As we Americans live longer, we increase our chance for suffering dementia or other mental incapacity in our waning years. You will be shocked to know that 50% of people age 85 and over have Alzheimer's. You must decide before hand to whom you will give the power to handle your affairs when that happens - or even before as you become increasingly unsure of your own judgment. Therefore, mental incapacity is essential to address in your estate planning. For this and a number of other reasons, we hope you see that estate planning is not just for the rich.
The person you select as your "attorney in fact," the person that will act on your behalf, can be your adult child or anyone else; but you should trust him or her implicitly. You give this power by forming a "power of attorney" - through a document - whereby you select a person to act for you. But be sure you assign the type of power you want that person to have. Let's consider the different types of power.
A power of attorney may be a limited power of attorney, restricted to one specified act or type of act. Or it may be a general power of attorney entitling that person to make all your decisions.
If you grant the power of attorney to take effect before you are mentally incapacitated, under the common law, it becomes ineffective when you become "incapacitated." If specify that the power should continue with the selected person, it is called a durable power of attorney.

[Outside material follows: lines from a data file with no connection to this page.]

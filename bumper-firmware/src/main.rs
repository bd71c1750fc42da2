//! Bumper - RC Vehicle Firmware
//!
//! Main firmware binary for the RP2040-based vehicle controller. Drive
//! commands arrive over UART from the network bridge; an ultrasonic ranger
//! keeps the car from driving forward into obstacles.

#![no_std]
#![no_main]

use defmt::*;
use embassy_executor::Spawner;
use embassy_rp::bind_interrupts;
use embassy_rp::gpio::{Input, Level, Output, Pull};
use embassy_rp::peripherals::UART0;
use embassy_rp::pwm::{Config as PwmConfig, Pwm};
use embassy_rp::uart::{BufferedInterruptHandler, Config as UartConfig, Uart};
use embassy_rp::watchdog::Watchdog;
use embassy_time::Duration;
use static_cell::StaticCell;
use {defmt_rtt as _, panic_probe as _};

use bumper_core::config::SteeringConfig;
use bumper_drivers::motor::HBridgeDrive;
use bumper_drivers::servo::SteeringServo;

mod channels;
mod config;
mod tasks;

bind_interrupts!(struct Irqs {
    UART0_IRQ => BufferedInterruptHandler<UART0>;
});

/// System clock feeding the PWM slices
const SYS_CLOCK_HZ: u32 = 125_000_000;

/// Servo PWM clock divider (125 MHz / 64 = 1.953 MHz)
const SERVO_PWM_DIVIDER: u8 = 64;

// Static cells for UART buffers (must live forever)
static TX_BUF: StaticCell<[u8; 256]> = StaticCell::new();
static RX_BUF: StaticCell<[u8; 256]> = StaticCell::new();

/// Main entry point
#[embassy_executor::main]
async fn main(spawner: Spawner) {
    info!("Bumper firmware starting...");

    let p = embassy_rp::init(Default::default());
    info!("Peripherals initialized");

    let config = config::load_config();

    // UART0 to the network bridge (GPIO0 TX, GPIO1 RX)
    let mut uart_config = UartConfig::default();
    uart_config.baudrate = config.link.baudrate;

    let tx_buf = TX_BUF.init([0u8; 256]);
    let rx_buf = RX_BUF.init([0u8; 256]);

    let uart = Uart::new_blocking(p.UART0, p.PIN_0, p.PIN_1, uart_config);
    let uart = uart.into_buffered(Irqs, tx_buf, rx_buf);
    let (tx, rx) = uart.split();

    info!("UART initialized at {} baud", config.link.baudrate);

    // Ultrasonic ranger (GPIO7 trigger, GPIO2 echo)
    let trigger = Output::new(p.PIN_7, Level::Low);
    let echo = Input::new(p.PIN_2, Pull::None);

    // Drive motor: direction on GPIO8/GPIO12, speed PWM on GPIO10 (slice 5 A)
    let forward = Output::new(p.PIN_8, Level::Low);
    let back = Output::new(p.PIN_12, Level::Low);

    let mut drive_pwm_config = PwmConfig::default();
    drive_pwm_config.top = config.drive.pwm_top;
    drive_pwm_config.compare_a = 0;
    let (speed, _) = Pwm::new_output_a(p.PWM_SLICE5, p.PIN_10, drive_pwm_config).split();
    let speed = unwrap!(speed);

    let drive = unwrap!(HBridgeDrive::new(forward, back, speed));
    info!("Drive motor initialized");

    // Steering servo on GPIO14 (slice 7 A)
    let mut servo_pwm_config = PwmConfig::default();
    servo_pwm_config.divider = SERVO_PWM_DIVIDER.into();
    servo_pwm_config.top = servo_top(&config.steering);
    servo_pwm_config.compare_a = 0;
    let (servo, _) = Pwm::new_output_a(p.PWM_SLICE7, p.PIN_14, servo_pwm_config).split();
    let servo = unwrap!(servo);

    let steering = unwrap!(SteeringServo::new(servo, config.steering));
    info!("Steering servo initialized");

    // Start the watchdog last so bring-up time does not count against it
    let mut watchdog = Watchdog::new(p.WATCHDOG);
    watchdog.start(Duration::from_millis(config.control.watchdog_ms as u64));
    info!("Watchdog started ({} ms)", config.control.watchdog_ms);

    spawner
        .spawn(tasks::ranger_task(trigger, echo, config.ranger))
        .unwrap();
    spawner.spawn(tasks::link_task(rx, tx)).unwrap();
    spawner
        .spawn(tasks::control_task(drive, steering, watchdog, config.control))
        .unwrap();

    info!("All tasks spawned, firmware running");
}

/// PWM counter top for one servo frame
fn servo_top(steering: &SteeringConfig) -> u16 {
    let ticks_per_ms = SYS_CLOCK_HZ / SERVO_PWM_DIVIDER as u32 / 1000;
    let ticks = ticks_per_ms * steering.period_us as u32 / 1000;
    ticks.saturating_sub(1).min(u16::MAX as u32) as u16
}
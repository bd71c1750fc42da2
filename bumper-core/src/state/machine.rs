//! Motion state machine
//!
//! All throttle and steering output is a function of the previous vehicle
//! state, the operator command, and the measured obstacle distance.
//! Forward motion is gated by distance; braking and reverse never are.

use crate::safety::ProximityZone;

#[cfg(feature = "serde")]
use serde::{Deserialize, Serialize};

use super::command::Command;

/// Commands at or below this throttle magnitude count as released
pub const THROTTLE_DEADZONE: u32 = 10;

/// Commands at or below this turn magnitude count as released
pub const TURN_DEADZONE: u32 = 10;

/// Distance reported when no echo came back (nothing in range)
pub const SENTINEL_DISTANCE_CM: f32 = 1000.0;

/// Motion states
#[derive(Debug, Clone, Copy, PartialEq, Eq, Default)]
#[cfg_attr(feature = "defmt", derive(defmt::Format))]
#[cfg_attr(feature = "serde", derive(Serialize, Deserialize))]
pub enum MotionState {
    /// At rest, all outputs zero
    #[default]
    Idle,
    /// Operator is driving or steering
    Moving,
}

/// Complete vehicle state, replaced once per control tick
#[derive(Debug, Clone, Copy, PartialEq)]
#[cfg_attr(feature = "defmt", derive(defmt::Format))]
#[cfg_attr(feature = "serde", derive(Serialize, Deserialize))]
pub struct VehicleState {
    /// Current motion state
    pub state: MotionState,
    /// Drive output, -255..=255 (negative = reverse)
    pub throttle: i32,
    /// Steering output, -255..=255
    pub turn: i32,
    /// Distance measured on the last update (cm)
    pub last_distance_cm: f32,
}

impl Default for VehicleState {
    fn default() -> Self {
        Self::new()
    }
}

impl VehicleState {
    /// Power-on state: idle, no output, nothing in range
    pub const fn new() -> Self {
        Self {
            state: MotionState::Idle,
            throttle: 0,
            turn: 0,
            last_distance_cm: SENTINEL_DISTANCE_CM,
        }
    }

    /// Check if the vehicle is idle
    pub fn is_idle(&self) -> bool {
        self.state == MotionState::Idle
    }

    /// Check if the vehicle is moving
    pub fn is_moving(&self) -> bool {
        self.state == MotionState::Moving
    }

    /// Process a command and return the next state
    pub fn transition(self, command: Command, distance_cm: f32) -> Self {
        update(self, command.throttle, command.turn, distance_cm)
    }
}

/// Compute the next vehicle state
///
/// Total over its whole input domain: commands are not range checked and
/// any distance (including NaN) yields a well-formed state.
pub fn update(
    previous: VehicleState,
    command_throttle: i32,
    command_turn: i32,
    distance_cm: f32,
) -> VehicleState {
    let zone = ProximityZone::classify(distance_cm);
    let throttle_active = command_throttle.unsigned_abs() > THROTTLE_DEADZONE;
    let turn_active = command_turn.unsigned_abs() > TURN_DEADZONE;

    let mut next = VehicleState {
        last_distance_cm: distance_cm,
        ..previous
    };

    match previous.state {
        MotionState::Idle => {
            next.throttle = 0;
            next.turn = 0;

            // Cannot launch into an obstacle
            if (throttle_active || turn_active) && zone.launch_allowed() {
                next.state = MotionState::Moving;
                next.throttle = command_throttle;
                next.turn = command_turn;
            }
        }
        MotionState::Moving => {
            let wants_forward = command_throttle > THROTTLE_DEADZONE as i32;

            next.throttle = if wants_forward {
                match zone {
                    ProximityZone::Blocked => 0,
                    ProximityZone::Hysteresis => previous.throttle,
                    ProximityZone::Clear => command_throttle,
                }
            } else {
                command_throttle
            };
            next.turn = command_turn;

            if !throttle_active && !turn_active {
                next.state = MotionState::Idle;
                next.throttle = 0;
                next.turn = 0;
            }
        }
    }

    next
}

#[cfg(test)]
mod tests {
    use super::*;

    fn moving(throttle: i32, turn: i32) -> VehicleState {
        VehicleState {
            state: MotionState::Moving,
            throttle,
            turn,
            last_distance_cm: 100.0,
        }
    }

    fn assert_output(state: VehicleState, expected: MotionState, throttle: i32, turn: i32) {
        assert_eq!(state.state, expected);
        assert_eq!(state.throttle, throttle);
        assert_eq!(state.turn, turn);
    }

    #[test]
    fn test_initial_state() {
        let state = VehicleState::new();
        assert_output(state, MotionState::Idle, 0, 0);
        assert_eq!(state.last_distance_cm, SENTINEL_DISTANCE_CM);
        assert_eq!(state, VehicleState::default());
    }

    #[test]
    fn test_idle_stays_idle_without_input() {
        let next = update(VehicleState::new(), 0, 0, 100.0);
        assert_output(next, MotionState::Idle, 0, 0);
    }

    #[test]
    fn test_idle_to_moving() {
        let next = update(VehicleState::new(), 100, 20, 100.0);
        assert_output(next, MotionState::Moving, 100, 20);
    }

    #[test]
    fn test_idle_blocked_by_proximity() {
        let next = update(VehicleState::new(), 100, 20, 10.0);
        assert_output(next, MotionState::Idle, 0, 0);
    }

    #[test]
    fn test_idle_launch_at_stop_distance_blocked() {
        let next = update(VehicleState::new(), 100, 0, 20.0);
        assert_output(next, MotionState::Idle, 0, 0);

        // Anywhere past the stop distance is enough to launch
        let next = update(VehicleState::new(), 100, 0, 20.5);
        assert_output(next, MotionState::Moving, 100, 0);
    }

    #[test]
    fn test_idle_turn_only_starts_moving() {
        let next = update(VehicleState::new(), 0, -40, 100.0);
        assert_output(next, MotionState::Moving, 0, -40);
    }

    #[test]
    fn test_idle_reverse_launch_is_distance_gated() {
        // Launch from rest is gated in both directions
        let next = update(VehicleState::new(), -120, 0, 10.0);
        assert_output(next, MotionState::Idle, 0, 0);
    }

    #[test]
    fn test_deadzone_boundary() {
        let next = update(VehicleState::new(), 10, -10, 100.0);
        assert_output(next, MotionState::Idle, 0, 0);

        let next = update(VehicleState::new(), 11, 0, 100.0);
        assert_output(next, MotionState::Moving, 11, 0);

        let next = update(VehicleState::new(), -11, 0, 100.0);
        assert_output(next, MotionState::Moving, -11, 0);
    }

    #[test]
    fn test_moving_passes_commands_when_clear() {
        let next = update(moving(80, 10), 120, -30, 100.0);
        assert_output(next, MotionState::Moving, 120, -30);
    }

    #[test]
    fn test_moving_forward_blocked() {
        let next = update(moving(80, 0), 120, 0, 15.0);
        assert_output(next, MotionState::Moving, 0, 0);
    }

    #[test]
    fn test_moving_release_returns_to_idle() {
        let next = update(moving(80, 10), 0, 0, 100.0);
        assert_output(next, MotionState::Idle, 0, 0);

        // Release wins even right in front of an obstacle
        let next = update(moving(80, 10), 5, -5, 3.0);
        assert_output(next, MotionState::Idle, 0, 0);
    }

    #[test]
    fn test_reverse_never_blocked() {
        let next = update(moving(0, 0), -120, 0, 10.0);
        assert_output(next, MotionState::Moving, -120, 0);

        let next = update(moving(0, 0), -255, 30, 0.0);
        assert_output(next, MotionState::Moving, -255, 30);
    }

    #[test]
    fn test_hysteresis_holds_previous_throttle() {
        let next = update(moving(0, 0), 120, 0, 22.0);
        assert_output(next, MotionState::Moving, 0, 0);

        let next = update(moving(90, 0), 120, 0, 22.0);
        assert_output(next, MotionState::Moving, 90, 0);
    }

    #[test]
    fn test_resume_distance_is_inside_band() {
        let next = update(moving(0, 0), 120, 0, 25.0);
        assert_output(next, MotionState::Moving, 0, 0);
    }

    #[test]
    fn test_forward_reenabled_past_resume() {
        let next = update(moving(0, 0), 120, 0, 30.0);
        assert_output(next, MotionState::Moving, 120, 0);
    }

    #[test]
    fn test_steering_passes_while_forward_blocked() {
        let next = update(moving(80, 0), 120, 200, 5.0);
        assert_output(next, MotionState::Moving, 0, 200);
    }

    #[test]
    fn test_approach_and_back_away() {
        let mut state = VehicleState::new();
        let forward = Command::new(150, 0);

        // Drive towards the wall
        state = state.transition(forward, 60.0);
        assert_eq!(state.throttle, 150);
        state = state.transition(forward, 24.0);
        assert_eq!(state.throttle, 150);

        // Noisy readings around the stop distance
        state = state.transition(forward, 19.5);
        assert_eq!(state.throttle, 0);
        state = state.transition(forward, 21.0);
        assert_eq!(state.throttle, 0);
        state = state.transition(forward, 19.8);
        assert_eq!(state.throttle, 0);
        state = state.transition(forward, 23.5);
        assert_eq!(state.throttle, 0);

        // Backing away always works
        state = state.transition(Command::new(-100, 0), 18.0);
        assert_output(state, MotionState::Moving, -100, 0);

        // Forward again only once clear of the band
        state = state.transition(forward, 26.0);
        assert_eq!(state.throttle, 150);
    }

    #[test]
    fn test_distance_always_recorded() {
        let next = update(VehicleState::new(), 0, 0, 42.5);
        assert_eq!(next.last_distance_cm, 42.5);

        let next = update(moving(80, 0), 120, 0, 7.0);
        assert_eq!(next.last_distance_cm, 7.0);
    }

    #[test]
    fn test_sentinel_distance_is_clear() {
        let next = update(VehicleState::new(), 200, 0, SENTINEL_DISTANCE_CM);
        assert_output(next, MotionState::Moving, 200, 0);
    }

    #[test]
    fn test_nan_distance_cannot_launch() {
        let next = update(VehicleState::new(), 200, 0, f32::NAN);
        assert_output(next, MotionState::Idle, 0, 0);
    }

    #[test]
    fn test_nan_distance_stops_forward_while_moving() {
        // Unreadable distance does not hold the previous forward throttle
        let next = update(moving(100, 0), 200, 0, f32::NAN);
        assert_output(next, MotionState::Moving, 0, 0);

        // Reverse is still allowed
        let next = update(moving(100, 0), -120, 30, f32::NAN);
        assert_output(next, MotionState::Moving, -120, 30);
    }

    #[test]
    fn test_extreme_commands_do_not_overflow() {
        let next = update(VehicleState::new(), i32::MIN, i32::MIN, 100.0);
        assert_output(next, MotionState::Moving, i32::MIN, i32::MIN);

        let next = update(moving(0, 0), i32::MAX, 0, 100.0);
        assert_output(next, MotionState::Moving, i32::MAX, 0);
    }

    #[test]
    fn test_state_helpers() {
        assert!(VehicleState::new().is_idle());
        assert!(!VehicleState::new().is_moving());
        assert!(moving(10, 0).is_moving());
    }
}
//! Configuration loading and parsing
//!
//! The vehicle configuration is the `vehicle.toml` embedded at build time,
//! parsed by a custom no_std parser.

pub mod toml;

use defmt::*;

use bumper_core::config::VehicleConfig;

pub use toml::{parse_config, ParseError};

/// Embedded configuration (compiled into firmware)
/// Edit vehicle.toml and rebuild to customize
const EMBEDDED_CONFIG: &str = include_str!("../../vehicle.toml");

/// Load the embedded configuration
///
/// Falls back to the built-in defaults if the file fails to parse or
/// holds values the firmware cannot run with.
pub fn load_config() -> VehicleConfig {
    let config = match parse_config(EMBEDDED_CONFIG) {
        Ok(config) => config,
        Err(e) => {
            // build.rs checks the file, so this only happens on a parser mismatch
            error!("Failed to parse embedded config: {:?}", e);
            error!("Using default configuration");
            return VehicleConfig::default();
        }
    };

    if let Err(e) = config.validate() {
        error!("Invalid embedded config: {:?}", e);
        error!("Using default configuration");
        return VehicleConfig::default();
    }

    log_config_summary(&config);
    config
}

/// Log a summary of the loaded configuration
fn log_config_summary(config: &VehicleConfig) {
    info!("Configuration loaded successfully");
    debug!(
        "  control: tick {} ms, watchdog {} ms",
        config.control.tick_ms, config.control.watchdog_ms
    );
    debug!(
        "  ranger: every {} ms, timeout {} us",
        config.ranger.interval_ms, config.ranger.echo_timeout_us
    );
    debug!(
        "  steering: ±{}°, {}-{} us pulse",
        config.steering.max_offset_deg, config.steering.min_pulse_us, config.steering.max_pulse_us
    );
    debug!("  link: {} baud", config.link.baudrate);
}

In some states, a durable power of attorney can also be a "Health Care Power of Attorney" or "living will" that empowers the attorney-in-fact to make health care choices for you, up to and including terminating care that keeps a critically and terminally ill patient alive. New York State has enacted a Health Care Proxy law that requires a separate document be prepared appointing one as your health care agent.
In some states it is possible to grant a springing power of attorney. This power only takes effect after you become incapacitated. After that, it is identical to a durable power, but cannot be activated before incapacity -- it only "springs into actions" upon incapacity. Use it to allow a spouse or family member to manage your affairs in case illness or injury makes you unable to act. If a springing power is used, you should specify exactly the event that causes the power to spring into effect.
Unless you make the power of attorney irrevocable, you may revoke the power of attorney by telling the attorney-in-fact that it is now revoked. You should then notify others that the power was revoked, especially those who the attorney-in-fact may have contacted representing himself as your agent.
Some individuals who have acquired a power of attorney unscrupulously waste or steal the assets of vulnerable individuals such as the elderly. You have surely heard of this type of elder abuse. If you are unsure of how well someone will handle your affairs, you may want to grant him power of attorney only for a while to see how he or she does. If you have any doubts about an individual's integrity, make a different choice.